• _Action item_
Give the listing again in full, exactly as written.

• _Entries provided_

◇ ◇ ◇ ◇

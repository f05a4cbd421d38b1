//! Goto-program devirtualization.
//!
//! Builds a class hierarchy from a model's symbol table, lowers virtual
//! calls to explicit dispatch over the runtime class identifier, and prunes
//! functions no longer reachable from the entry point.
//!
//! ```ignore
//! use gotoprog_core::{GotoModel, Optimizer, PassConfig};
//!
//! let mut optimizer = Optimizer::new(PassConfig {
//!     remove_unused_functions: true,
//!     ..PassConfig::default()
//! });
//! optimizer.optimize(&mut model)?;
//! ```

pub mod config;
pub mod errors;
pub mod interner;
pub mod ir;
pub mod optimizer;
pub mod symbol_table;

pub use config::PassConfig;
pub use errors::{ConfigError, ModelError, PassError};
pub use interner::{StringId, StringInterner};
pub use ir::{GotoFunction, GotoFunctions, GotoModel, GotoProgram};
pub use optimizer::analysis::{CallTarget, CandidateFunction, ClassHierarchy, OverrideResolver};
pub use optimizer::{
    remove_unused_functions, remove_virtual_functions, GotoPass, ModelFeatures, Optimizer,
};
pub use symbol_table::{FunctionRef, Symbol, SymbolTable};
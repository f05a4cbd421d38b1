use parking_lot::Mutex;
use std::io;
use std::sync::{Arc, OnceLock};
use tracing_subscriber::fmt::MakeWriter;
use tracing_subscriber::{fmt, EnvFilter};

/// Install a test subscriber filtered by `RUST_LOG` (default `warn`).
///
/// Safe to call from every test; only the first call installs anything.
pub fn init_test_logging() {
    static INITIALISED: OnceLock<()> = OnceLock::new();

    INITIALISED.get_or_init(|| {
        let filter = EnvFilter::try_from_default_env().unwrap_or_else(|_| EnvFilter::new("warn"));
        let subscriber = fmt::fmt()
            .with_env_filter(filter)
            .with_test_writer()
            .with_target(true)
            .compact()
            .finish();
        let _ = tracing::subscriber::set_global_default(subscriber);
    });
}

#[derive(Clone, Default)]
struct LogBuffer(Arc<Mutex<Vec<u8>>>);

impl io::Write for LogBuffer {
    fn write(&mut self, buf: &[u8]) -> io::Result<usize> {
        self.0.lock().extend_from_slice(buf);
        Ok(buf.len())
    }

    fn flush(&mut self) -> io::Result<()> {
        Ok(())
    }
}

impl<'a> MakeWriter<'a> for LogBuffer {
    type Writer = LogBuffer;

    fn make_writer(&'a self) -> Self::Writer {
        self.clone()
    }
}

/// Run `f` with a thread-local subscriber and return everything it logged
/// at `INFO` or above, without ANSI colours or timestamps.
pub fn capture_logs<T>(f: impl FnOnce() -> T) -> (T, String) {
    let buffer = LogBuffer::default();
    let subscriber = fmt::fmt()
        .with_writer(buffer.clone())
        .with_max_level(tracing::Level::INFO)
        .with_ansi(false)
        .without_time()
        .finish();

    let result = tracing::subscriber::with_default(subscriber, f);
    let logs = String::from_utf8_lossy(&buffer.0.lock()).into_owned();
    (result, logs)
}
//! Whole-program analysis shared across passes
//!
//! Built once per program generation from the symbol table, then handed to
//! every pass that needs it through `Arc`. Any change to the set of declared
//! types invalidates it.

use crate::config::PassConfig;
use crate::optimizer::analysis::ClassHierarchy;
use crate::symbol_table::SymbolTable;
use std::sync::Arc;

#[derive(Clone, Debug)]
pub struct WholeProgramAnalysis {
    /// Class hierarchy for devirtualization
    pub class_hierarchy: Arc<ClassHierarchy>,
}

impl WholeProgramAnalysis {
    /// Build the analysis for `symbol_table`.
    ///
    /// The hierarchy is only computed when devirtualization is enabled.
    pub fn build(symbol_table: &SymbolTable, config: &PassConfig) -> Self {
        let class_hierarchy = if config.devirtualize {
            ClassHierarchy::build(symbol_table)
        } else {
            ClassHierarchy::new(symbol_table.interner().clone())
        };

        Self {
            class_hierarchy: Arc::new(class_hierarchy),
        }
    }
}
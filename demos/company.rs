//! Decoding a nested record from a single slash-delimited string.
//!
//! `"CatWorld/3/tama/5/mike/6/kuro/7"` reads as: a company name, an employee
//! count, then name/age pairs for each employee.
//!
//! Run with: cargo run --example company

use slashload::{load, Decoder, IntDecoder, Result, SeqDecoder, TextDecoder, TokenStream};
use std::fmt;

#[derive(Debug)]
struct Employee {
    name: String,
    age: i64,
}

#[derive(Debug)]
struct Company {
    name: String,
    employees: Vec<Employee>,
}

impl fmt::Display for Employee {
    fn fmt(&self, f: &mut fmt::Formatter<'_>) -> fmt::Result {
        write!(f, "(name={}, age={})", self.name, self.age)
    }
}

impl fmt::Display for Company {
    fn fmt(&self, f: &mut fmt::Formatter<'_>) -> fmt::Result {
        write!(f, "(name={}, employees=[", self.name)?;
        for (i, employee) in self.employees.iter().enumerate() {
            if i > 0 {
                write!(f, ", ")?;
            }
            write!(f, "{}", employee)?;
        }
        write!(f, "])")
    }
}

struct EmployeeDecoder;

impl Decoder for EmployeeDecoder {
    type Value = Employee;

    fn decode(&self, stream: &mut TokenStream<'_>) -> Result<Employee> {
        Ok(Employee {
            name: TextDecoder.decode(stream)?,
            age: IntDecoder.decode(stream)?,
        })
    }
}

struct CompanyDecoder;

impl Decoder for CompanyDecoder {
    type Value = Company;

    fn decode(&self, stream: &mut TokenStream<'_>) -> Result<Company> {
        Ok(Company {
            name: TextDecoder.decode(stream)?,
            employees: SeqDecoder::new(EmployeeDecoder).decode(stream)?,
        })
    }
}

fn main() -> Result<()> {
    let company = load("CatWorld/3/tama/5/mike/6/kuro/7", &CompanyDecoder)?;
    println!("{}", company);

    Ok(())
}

◇ ◇ ◇ ◇

• _Task output_
repository f05a4cbd421d38b1
//! Goto-program devirtualization.
//!
//! Builds a class hierarchy from a model's symbol table, lowers virtual
//! calls to explicit dispatch over the runtime class identifier, and prunes
//! functions no longer reachable from the entry point.
//!
//! ```ignore
//! use gotoprog_core::{GotoModel, Optimizer, PassConfig};
//!
//! let mut optimizer = Optimizer::new(PassConfig {
//!     remove_unused_functions: true,
//!     ..PassConfig::default()
//! });
//! optimizer.optimize(&mut model)?;
//! ```

pub mod config;
pub mod errors;
pub mod interner;
pub mod ir;
pub mod optimizer;
pub mod symbol_table;

pub use config::PassConfig;
pub use errors::{ConfigError, ModelError, PassError};
pub use interner::{StringId, StringInterner};
pub use ir::{GotoFunction, GotoFunctions, GotoModel, GotoProgram};
pub use optimizer::analysis::{CallTarget, CandidateFunction, ClassHierarchy, OverrideResolver};
pub use optimizer::{
    remove_unused_functions, remove_virtual_functions, GotoPass, ModelFeatures, Optimizer,
};
pub use symbol_table::{FunctionRef, Symbol, SymbolTable};
repository f05a4cbd421d38b1
use parking_lot::Mutex;
use std::io;
use std::sync::{Arc, OnceLock};
use tracing_subscriber::fmt::MakeWriter;
use tracing_subscriber::{fmt, EnvFilter};

/// Install a test subscriber filtered by `RUST_LOG` (default `warn`).
///
/// Safe to call from every test; only the first call installs anything.
pub fn init_test_logging() {
    static INITIALISED: OnceLock<()> = OnceLock::new();

    INITIALISED.get_or_init(|| {
        let filter = EnvFilter::try_from_default_env().unwrap_or_else(|_| EnvFilter::new("warn"));
        let subscriber = fmt::fmt()
            .with_env_filter(filter)
            .with_test_writer()
            .with_target(true)
            .compact()
            .finish();
        let _ = tracing::subscriber::set_global_default(subscriber);
    });
}

#[derive(Clone, Default)]
struct LogBuffer(Arc<Mutex<Vec<u8>>>);

impl io::Write for LogBuffer {
    fn write(&mut self, buf: &[u8]) -> io::Result<usize> {
        self.0.lock().extend_from_slice(buf);
        Ok(buf.len())
    }

    fn flush(&mut self) -> io::Result<()> {
        Ok(())
    }
}

impl<'a> MakeWriter<'a> for LogBuffer {
    type Writer = LogBuffer;

    fn make_writer(&'a self) -> Self::Writer {
        self.clone()
    }
}

/// Run `f` with a thread-local subscriber and return everything it logged
/// at `INFO` or above, without ANSI colours or timestamps.
pub fn capture_logs<T>(f: impl FnOnce() -> T) -> (T, String) {
    let buffer = LogBuffer::default();
    let subscriber = fmt::fmt()
        .with_writer(buffer.clone())
        .with_max_level(tracing::Level::INFO)
        .with_ansi(false)
        .without_time()
        .finish();

    let result = tracing::subscriber::with_default(subscriber, f);
    let logs = String::from_utf8_lossy(&buffer.0.lock()).into_owned();
    (result, logs)
}
//! Whole-program analysis shared across passes
//!
//! Built once per program generation from the symbol table, then handed to
//! every pass that needs it through `Arc`. Any change to the set of declared
//! types invalidates it.

use crate::config::PassConfig;
use crate::optimizer::analysis::ClassHierarchy;
use crate::symbol_table::SymbolTable;
use std::sync::Arc;

#[derive(Clone, Debug)]
pub struct WholeProgramAnalysis {
    /// Class hierarchy for devirtualization
    pub class_hierarchy: Arc<ClassHierarchy>,
}

impl WholeProgramAnalysis {
    /// Build the analysis for `symbol_table`.
    ///
    /// The hierarchy is only computed when devirtualization is enabled.
    pub fn build(symbol_table: &SymbolTable, config: &PassConfig) -> Self {
        let class_hierarchy = if config.devirtualize {
            ClassHierarchy::build(symbol_table)
        } else {
            ClassHierarchy::new(symbol_table.interner().clone())
        };

        Self {
            class_hierarchy: Arc::new(class_hierarchy),
        }
    }
}
filename demos/company.rs
//! Decoding a nested record from a single slash-delimited string.
//!
//! `"CatWorld/3/tama/5/mike/6/kuro/7"` reads as: a company name, an employee
//! count, then name/age pairs for each employee.
//!
//! Run with: cargo run --example company

use slashload::{load, Decoder, IntDecoder, Result, SeqDecoder, TextDecoder, TokenStream};
use std::fmt;

#[derive(Debug)]
struct Employee {
    name: String,
    age: i64,
}

#[derive(Debug)]
struct Company {
    name: String,
    employees: Vec<Employee>,
}

impl fmt::Display for Employee {
    fn fmt(&self, f: &mut fmt::Formatter<'_>) -> fmt::Result {
        write!(f, "(name={}, age={})", self.name, self.age)
    }
}

impl fmt::Display for Company {
    fn fmt(&self, f: &mut fmt::Formatter<'_>) -> fmt::Result {
        write!(f, "(name={}, employees=[", self.name)?;
        for (i, employee) in self.employees.iter().enumerate() {
            if i > 0 {
                write!(f, ", ")?;
            }
            write!(f, "{}", employee)?;
        }
        write!(f, "])")
    }
}

struct EmployeeDecoder;

impl Decoder for EmployeeDecoder {
    type Value = Employee;

    fn decode(&self, stream: &mut TokenStream<'_>) -> Result<Employee> {
        Ok(Employee {
            name: TextDecoder.decode(stream)?,
            age: IntDecoder.decode(stream)?,
        })
    }
}

struct CompanyDecoder;

impl Decoder for CompanyDecoder {
    type Value = Company;

    fn decode(&self, stream: &mut TokenStream<'_>) -> Result<Company> {
        Ok(Company {
            name: TextDecoder.decode(stream)?,
            employees: SeqDecoder::new(EmployeeDecoder).decode(stream)?,
        })
    }
}

fn main() -> Result<()> {
    let company = load("CatWorld/3/tama/5/mike/6/kuro/7", &CompanyDecoder)?;
    println!("{}", company);

    Ok(())
}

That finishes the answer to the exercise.